Chattu, V., Manzar, M. D., Kumary, S., Burman, D., Spence, D., & Pandi-Perumal, S. (2019). The Global Problem of Insufficient Sleep and Its Serious Public Health Implications. Healthcare, 7(1), 1-16.

 

Cambiamento climatico e psicologia: gli effetti del surriscaldamento globale su aggressività e violenza

Il rapido cambiamento climatico porta con sè conseguenze di tipo sociologico, politico, sociale ma anche psicologico. Nella revisione proposta da due studiosi della Iowa State University (USA) esistono tre linee di ricerca per indagare l’influenza che l’aumento della temperatura globale sta avendo sulle persone. La prima si concentra su un tipo di relazione diretta (indagata tramite tre diversi studi sperimentali) tra individui e aumento della temperatura, ossia come essa provochi disagio nelle persone influenzandone pensieri e sentimenti, per esempio portando gli individui a reagire in modo ostile a stimoli neutri, fino addirittura a spingerli ad attuare comportamenti aggressivi. La seconda si occupa di un effetto più indiretto osservando che i bambini che hanno vissuto disastri ecologici e le loro conseguenze come mancanza di cibo, povertà, ecc diventino più facilmente adulti inclini alla violenza. Infine l’ultima linea di ricerca indaga lo spostamento in massa di una popolazione dovuta dal cambiamento climatico, ovvero il fenomeno dell’ ”ecomigrazione”, che ha come conseguenza l’aumento di conflitti tra gruppi di persone: nello stesso territorio le risorse sono destinate ad una popolazione più ampia e la povertà che ne consegue può spingere gruppi a scontrarsi tra di loro oppure, nella rassegnazione di non poter migliorare la propria condizione, ad unirsi a gruppi militanti o terroristici.

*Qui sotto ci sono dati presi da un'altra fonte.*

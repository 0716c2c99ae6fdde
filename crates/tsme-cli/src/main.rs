//! tsme - water consumption from the toutsurmoneau customer portal.
//!
//! Prints the result of one portal query as JSON on stdout.

use clap::Parser;
use serde_json::Value;
use tracing_subscriber::{layer::SubscriberExt, util::SubscriberInitExt};

use tsme_client::{ClientError, ConsumptionClient};
use tsme_core::{ReadingKind, YearMonth};

mod config;

use config::{Args, Command};

#[tokio::main]
async fn main() -> Result<(), Box<dyn std::error::Error>> {
    let args = Args::parse();

    // Initialize tracing
    tracing_subscriber::registry()
        .with(
            if args.debug {
                tracing_subscriber::EnvFilter::new(args.log_filter())
            } else {
                tracing_subscriber::EnvFilter::try_from_default_env()
                    .unwrap_or_else(|_| args.log_filter().into())
            },
        )
        .with(tracing_subscriber::fmt::layer().with_writer(std::io::stderr))
        .init();

    tracing::debug!(
        provider = %args.provider,
        command = ?args.execute,
        unit = %args.unit,
        "Configuration loaded"
    );

    let mut client = ConsumptionClient::with_options(args.credentials(), args.client_options())?;
    let output = run(&mut client, &args).await?;
    println!("{}", serde_json::to_string_pretty(&output)?);

    Ok(())
}

/// Execute the selected command and return its JSON rendering.
async fn run(client: &mut ConsumptionClient, args: &Args) -> Result<Value, ClientError> {
    let unit = client.unit();
    let value = match args.execute {
        Command::Attributes => serde_json::to_value(client.summary().await?)?,
        Command::Contracts => serde_json::to_value(client.fetch_contracts().await?)?,
        Command::MeterId => Value::String(client.resolve_meter_id().await?),
        Command::LatestMeterReading => {
            serde_json::to_value(client.latest_reading(ReadingKind::Cumulative, None).await?)?
        }
        Command::MonthlyRecent => serde_json::to_value(client.fetch_monthly_summary().await?.view(unit))?,
        Command::DailyForMonth => {
            let month = args
                .data
                .unwrap_or_else(|| YearMonth::of(chrono::Local::now().date_naive()));
            serde_json::to_value(client.fetch_daily_summary(month, true).await?.view(unit))?
        }
        Command::CheckCredentials => Value::Bool(client.check_credentials().await),
    };
    Ok(value)
}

Miles-Novelo, A., & Anderson, C. A. (2019). Climate Change and Psychology: Effects of Rapid Global Warming on Violence and Aggression. Current Climate Change Reports, 1-11.

 

Uno studio randomizzato sull’efficacia della terapia assistita da animali su depressione, ansia e percezione della malattia in anziani istituzionalizzati

La depressione maggiore o più in generale sintomi depressivi, affliggono una grande parte della popolazione di anziani in strutture residenziali. La pet therapy con cani può essere prescritta ed è interamente centrata sul paziente e sui suoi interessi. L’efficacia di tale terapia infatti dipende dalla relazione che è presente tra medico, paziente, il cane ma anche l’educatore canino; quest’ultimo infatti deve essere in grado di scegliere il cane più adatto al comportamento e alla personalità dell’anziano e capire anche quale sia la modalità di interazione che più si addice al paziente. Nello studio proposto, attraverso un campione di 31 soggetti presenti da almeno due mesi in una struttura del Nord Italia, i quali hanno partecipato a sessioni di 30 minuti per 10 settimane, si conferma la nozione che gli animali aiutino gli anziani a distogliere l’attenzione dai propri sintomi e, attraverso la relazione con l’animale, viene stimolato un senso di serenità e tranquillità, influenzando positivamente l’umore e rafforzando le capacità sociali del soggetto. Nello specifico sono stati visti effetti positivi sulla perdita di motivazione, sul senso di isolamento sociale e sui sintomi depressivi che spesso caratterizzano gli anziani istituzionalizzati. È stata osservata anche una maggior partecipazione nel trattamento e, grazie alla coesione creata nel gruppo clinico, i pazienti sono riusciti a far emergere il loro comportamento spontaneo, spesso inibito dal cambiamento di spazio di vita e dall’interruzione dell’individualità vissuta dal soggetto nella propria quotidianità. Va considerato che lo studio è stato condotto in una singola struttura residenziale con un campione piuttosto ridotto, anche se le caratteristiche sociodemografiche dei soggetti sono varie. In ogni caso, i risultati ottenuti mostrano che questo tipo di terapia, proposta all’interno degli istituti per anziani, possa promuovere un maggiore benessere psicologico e stimolare le interazioni sociali e la creazione di legami.

Yakimicki, M. L., Edwards, N. E., Richards, E., & Beck, A. M. (2019). Animal-assisted intervention and dementia: a systematic review. Clinical nursing research, 28(1), 9-29.